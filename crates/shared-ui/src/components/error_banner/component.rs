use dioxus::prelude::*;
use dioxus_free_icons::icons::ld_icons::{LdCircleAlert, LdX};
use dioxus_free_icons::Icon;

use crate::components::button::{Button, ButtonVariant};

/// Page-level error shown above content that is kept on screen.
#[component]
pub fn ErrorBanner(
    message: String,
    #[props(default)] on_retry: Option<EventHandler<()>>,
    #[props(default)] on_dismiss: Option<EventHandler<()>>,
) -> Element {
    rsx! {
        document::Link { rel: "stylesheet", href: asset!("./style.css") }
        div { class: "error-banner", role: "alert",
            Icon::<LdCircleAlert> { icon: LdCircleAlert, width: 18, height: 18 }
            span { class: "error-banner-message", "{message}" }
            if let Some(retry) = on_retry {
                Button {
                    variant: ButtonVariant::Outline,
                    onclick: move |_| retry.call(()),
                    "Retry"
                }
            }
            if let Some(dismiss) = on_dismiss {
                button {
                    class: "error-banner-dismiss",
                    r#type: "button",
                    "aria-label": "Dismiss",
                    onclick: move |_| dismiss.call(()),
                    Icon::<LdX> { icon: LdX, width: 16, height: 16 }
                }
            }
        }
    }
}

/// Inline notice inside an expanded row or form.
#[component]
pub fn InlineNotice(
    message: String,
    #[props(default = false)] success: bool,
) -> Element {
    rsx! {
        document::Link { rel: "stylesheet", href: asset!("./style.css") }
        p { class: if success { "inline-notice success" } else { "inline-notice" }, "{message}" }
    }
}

* * *

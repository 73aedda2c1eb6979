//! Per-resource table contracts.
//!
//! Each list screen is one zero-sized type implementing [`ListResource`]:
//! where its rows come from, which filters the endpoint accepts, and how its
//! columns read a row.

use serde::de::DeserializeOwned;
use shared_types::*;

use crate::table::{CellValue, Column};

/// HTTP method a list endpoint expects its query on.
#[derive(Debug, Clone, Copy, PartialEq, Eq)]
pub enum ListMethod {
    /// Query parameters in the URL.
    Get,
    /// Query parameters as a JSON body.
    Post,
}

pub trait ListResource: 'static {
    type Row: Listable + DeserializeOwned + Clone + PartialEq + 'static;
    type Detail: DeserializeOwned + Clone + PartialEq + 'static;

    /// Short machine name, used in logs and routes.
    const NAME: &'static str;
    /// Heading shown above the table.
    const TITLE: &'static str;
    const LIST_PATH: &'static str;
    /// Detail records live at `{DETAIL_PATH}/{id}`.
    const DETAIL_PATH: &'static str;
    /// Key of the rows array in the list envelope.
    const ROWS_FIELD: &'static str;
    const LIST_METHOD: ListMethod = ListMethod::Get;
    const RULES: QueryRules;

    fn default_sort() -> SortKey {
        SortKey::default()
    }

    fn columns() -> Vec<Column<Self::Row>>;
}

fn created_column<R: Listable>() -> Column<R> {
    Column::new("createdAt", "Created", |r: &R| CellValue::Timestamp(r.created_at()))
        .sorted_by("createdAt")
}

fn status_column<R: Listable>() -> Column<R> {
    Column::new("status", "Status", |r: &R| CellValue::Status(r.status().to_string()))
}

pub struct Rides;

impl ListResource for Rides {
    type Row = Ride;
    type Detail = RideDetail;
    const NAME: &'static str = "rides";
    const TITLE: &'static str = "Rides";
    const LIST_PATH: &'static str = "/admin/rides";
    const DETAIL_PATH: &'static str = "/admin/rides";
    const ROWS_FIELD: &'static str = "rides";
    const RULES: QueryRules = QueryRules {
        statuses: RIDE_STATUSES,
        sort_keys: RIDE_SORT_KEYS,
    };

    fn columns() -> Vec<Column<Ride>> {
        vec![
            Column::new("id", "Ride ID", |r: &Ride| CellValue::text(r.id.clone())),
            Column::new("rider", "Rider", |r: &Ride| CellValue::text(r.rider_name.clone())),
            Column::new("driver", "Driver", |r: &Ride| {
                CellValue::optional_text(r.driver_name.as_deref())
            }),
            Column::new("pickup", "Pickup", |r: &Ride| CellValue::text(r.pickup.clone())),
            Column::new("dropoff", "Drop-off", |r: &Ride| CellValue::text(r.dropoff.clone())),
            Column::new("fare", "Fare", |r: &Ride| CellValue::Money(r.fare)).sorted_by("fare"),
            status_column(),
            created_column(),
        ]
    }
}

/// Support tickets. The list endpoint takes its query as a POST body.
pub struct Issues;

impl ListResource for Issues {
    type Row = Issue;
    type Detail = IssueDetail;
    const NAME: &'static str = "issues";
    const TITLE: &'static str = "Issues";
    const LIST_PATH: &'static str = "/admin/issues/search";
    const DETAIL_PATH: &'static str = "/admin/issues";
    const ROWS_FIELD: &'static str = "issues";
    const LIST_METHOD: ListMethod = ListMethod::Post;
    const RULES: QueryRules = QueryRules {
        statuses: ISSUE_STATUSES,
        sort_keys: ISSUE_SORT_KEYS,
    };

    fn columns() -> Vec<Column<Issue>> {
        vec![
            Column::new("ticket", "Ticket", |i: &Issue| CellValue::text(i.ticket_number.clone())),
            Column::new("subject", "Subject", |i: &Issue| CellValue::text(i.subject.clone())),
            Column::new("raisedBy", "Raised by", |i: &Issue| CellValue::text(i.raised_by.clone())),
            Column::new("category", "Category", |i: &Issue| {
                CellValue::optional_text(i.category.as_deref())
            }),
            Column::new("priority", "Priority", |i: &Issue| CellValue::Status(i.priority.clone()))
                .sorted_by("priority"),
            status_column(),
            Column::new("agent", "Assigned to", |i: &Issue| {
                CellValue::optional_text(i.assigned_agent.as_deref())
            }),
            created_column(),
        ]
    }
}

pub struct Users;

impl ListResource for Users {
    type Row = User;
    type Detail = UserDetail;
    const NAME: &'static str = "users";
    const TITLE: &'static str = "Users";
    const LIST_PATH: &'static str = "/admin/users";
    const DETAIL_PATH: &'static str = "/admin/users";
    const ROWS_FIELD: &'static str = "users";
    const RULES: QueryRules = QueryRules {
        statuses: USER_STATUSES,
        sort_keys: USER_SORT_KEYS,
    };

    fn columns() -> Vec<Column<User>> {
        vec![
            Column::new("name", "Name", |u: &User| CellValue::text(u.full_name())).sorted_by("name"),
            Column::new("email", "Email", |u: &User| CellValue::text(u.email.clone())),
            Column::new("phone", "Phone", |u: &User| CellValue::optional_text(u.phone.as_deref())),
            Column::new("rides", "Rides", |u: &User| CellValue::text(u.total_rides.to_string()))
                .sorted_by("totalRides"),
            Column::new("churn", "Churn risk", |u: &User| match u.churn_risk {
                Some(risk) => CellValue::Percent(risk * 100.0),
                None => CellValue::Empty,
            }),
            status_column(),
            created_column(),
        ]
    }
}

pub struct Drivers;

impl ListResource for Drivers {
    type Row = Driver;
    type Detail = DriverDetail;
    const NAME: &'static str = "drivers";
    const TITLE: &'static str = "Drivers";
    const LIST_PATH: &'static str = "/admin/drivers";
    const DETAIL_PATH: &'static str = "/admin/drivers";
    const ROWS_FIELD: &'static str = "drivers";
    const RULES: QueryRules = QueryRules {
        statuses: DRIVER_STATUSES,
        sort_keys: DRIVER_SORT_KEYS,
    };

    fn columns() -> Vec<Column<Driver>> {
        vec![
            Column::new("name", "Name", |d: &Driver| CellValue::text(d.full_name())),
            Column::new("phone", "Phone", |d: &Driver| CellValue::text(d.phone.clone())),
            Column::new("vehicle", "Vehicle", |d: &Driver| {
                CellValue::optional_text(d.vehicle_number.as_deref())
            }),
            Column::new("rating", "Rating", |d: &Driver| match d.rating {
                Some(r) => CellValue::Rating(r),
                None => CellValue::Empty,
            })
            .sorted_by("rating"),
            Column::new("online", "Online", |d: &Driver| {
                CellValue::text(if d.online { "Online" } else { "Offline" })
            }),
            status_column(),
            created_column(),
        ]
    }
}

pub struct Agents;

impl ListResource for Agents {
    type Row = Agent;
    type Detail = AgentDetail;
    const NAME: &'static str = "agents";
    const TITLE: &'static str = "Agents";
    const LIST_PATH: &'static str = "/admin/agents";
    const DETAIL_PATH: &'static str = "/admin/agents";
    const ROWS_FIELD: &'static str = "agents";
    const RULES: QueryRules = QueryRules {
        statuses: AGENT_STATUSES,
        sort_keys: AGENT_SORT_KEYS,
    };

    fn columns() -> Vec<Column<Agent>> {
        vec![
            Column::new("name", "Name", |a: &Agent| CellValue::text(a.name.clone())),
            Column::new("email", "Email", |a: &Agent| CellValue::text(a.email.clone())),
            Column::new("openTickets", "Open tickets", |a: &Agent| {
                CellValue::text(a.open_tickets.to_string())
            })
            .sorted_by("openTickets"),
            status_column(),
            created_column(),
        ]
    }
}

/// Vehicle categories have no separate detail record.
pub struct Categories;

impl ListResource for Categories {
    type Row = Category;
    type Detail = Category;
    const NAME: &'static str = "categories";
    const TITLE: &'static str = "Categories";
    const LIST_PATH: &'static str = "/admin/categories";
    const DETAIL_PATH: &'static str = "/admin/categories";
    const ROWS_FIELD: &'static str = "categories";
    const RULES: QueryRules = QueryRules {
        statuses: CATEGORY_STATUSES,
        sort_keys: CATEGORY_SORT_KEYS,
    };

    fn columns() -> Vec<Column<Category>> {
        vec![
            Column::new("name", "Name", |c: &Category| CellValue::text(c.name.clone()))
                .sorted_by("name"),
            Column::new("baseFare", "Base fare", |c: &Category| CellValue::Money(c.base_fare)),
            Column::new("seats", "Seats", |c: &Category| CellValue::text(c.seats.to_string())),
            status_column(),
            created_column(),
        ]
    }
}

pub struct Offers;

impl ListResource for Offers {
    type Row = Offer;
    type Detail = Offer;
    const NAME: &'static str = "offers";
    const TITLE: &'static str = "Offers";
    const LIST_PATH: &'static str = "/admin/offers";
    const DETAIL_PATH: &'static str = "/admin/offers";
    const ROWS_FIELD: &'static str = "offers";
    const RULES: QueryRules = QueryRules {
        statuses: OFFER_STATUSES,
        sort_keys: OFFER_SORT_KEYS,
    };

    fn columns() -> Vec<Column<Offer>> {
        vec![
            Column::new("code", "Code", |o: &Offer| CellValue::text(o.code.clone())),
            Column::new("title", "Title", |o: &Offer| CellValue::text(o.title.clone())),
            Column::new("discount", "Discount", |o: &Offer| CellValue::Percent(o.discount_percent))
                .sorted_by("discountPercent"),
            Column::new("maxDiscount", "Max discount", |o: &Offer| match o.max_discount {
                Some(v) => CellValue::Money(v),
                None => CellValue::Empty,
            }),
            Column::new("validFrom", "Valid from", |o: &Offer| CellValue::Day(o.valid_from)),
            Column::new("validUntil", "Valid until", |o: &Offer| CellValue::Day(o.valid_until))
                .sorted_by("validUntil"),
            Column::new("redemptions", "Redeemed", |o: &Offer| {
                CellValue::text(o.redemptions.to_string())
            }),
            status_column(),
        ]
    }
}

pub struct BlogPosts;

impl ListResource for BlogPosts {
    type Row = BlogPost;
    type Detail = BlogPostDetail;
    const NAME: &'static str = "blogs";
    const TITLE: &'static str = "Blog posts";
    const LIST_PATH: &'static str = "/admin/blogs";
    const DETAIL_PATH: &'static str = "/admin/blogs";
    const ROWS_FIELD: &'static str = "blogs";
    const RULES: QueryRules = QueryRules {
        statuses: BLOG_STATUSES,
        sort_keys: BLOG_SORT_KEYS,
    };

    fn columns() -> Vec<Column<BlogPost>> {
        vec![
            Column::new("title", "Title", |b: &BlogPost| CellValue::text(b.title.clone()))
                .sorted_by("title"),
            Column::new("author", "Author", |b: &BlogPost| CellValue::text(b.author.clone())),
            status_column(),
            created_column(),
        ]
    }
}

About this task
Each line above where the word "LdCircleAlert" occurs should be returned in full.

Solution for this problem
use dioxus_free_icons::icons::ld_icons::{LdCircleAlert, LdX};
            Icon::<LdCircleAlert> { icon: LdCircleAlert, width: 18, height: 18 }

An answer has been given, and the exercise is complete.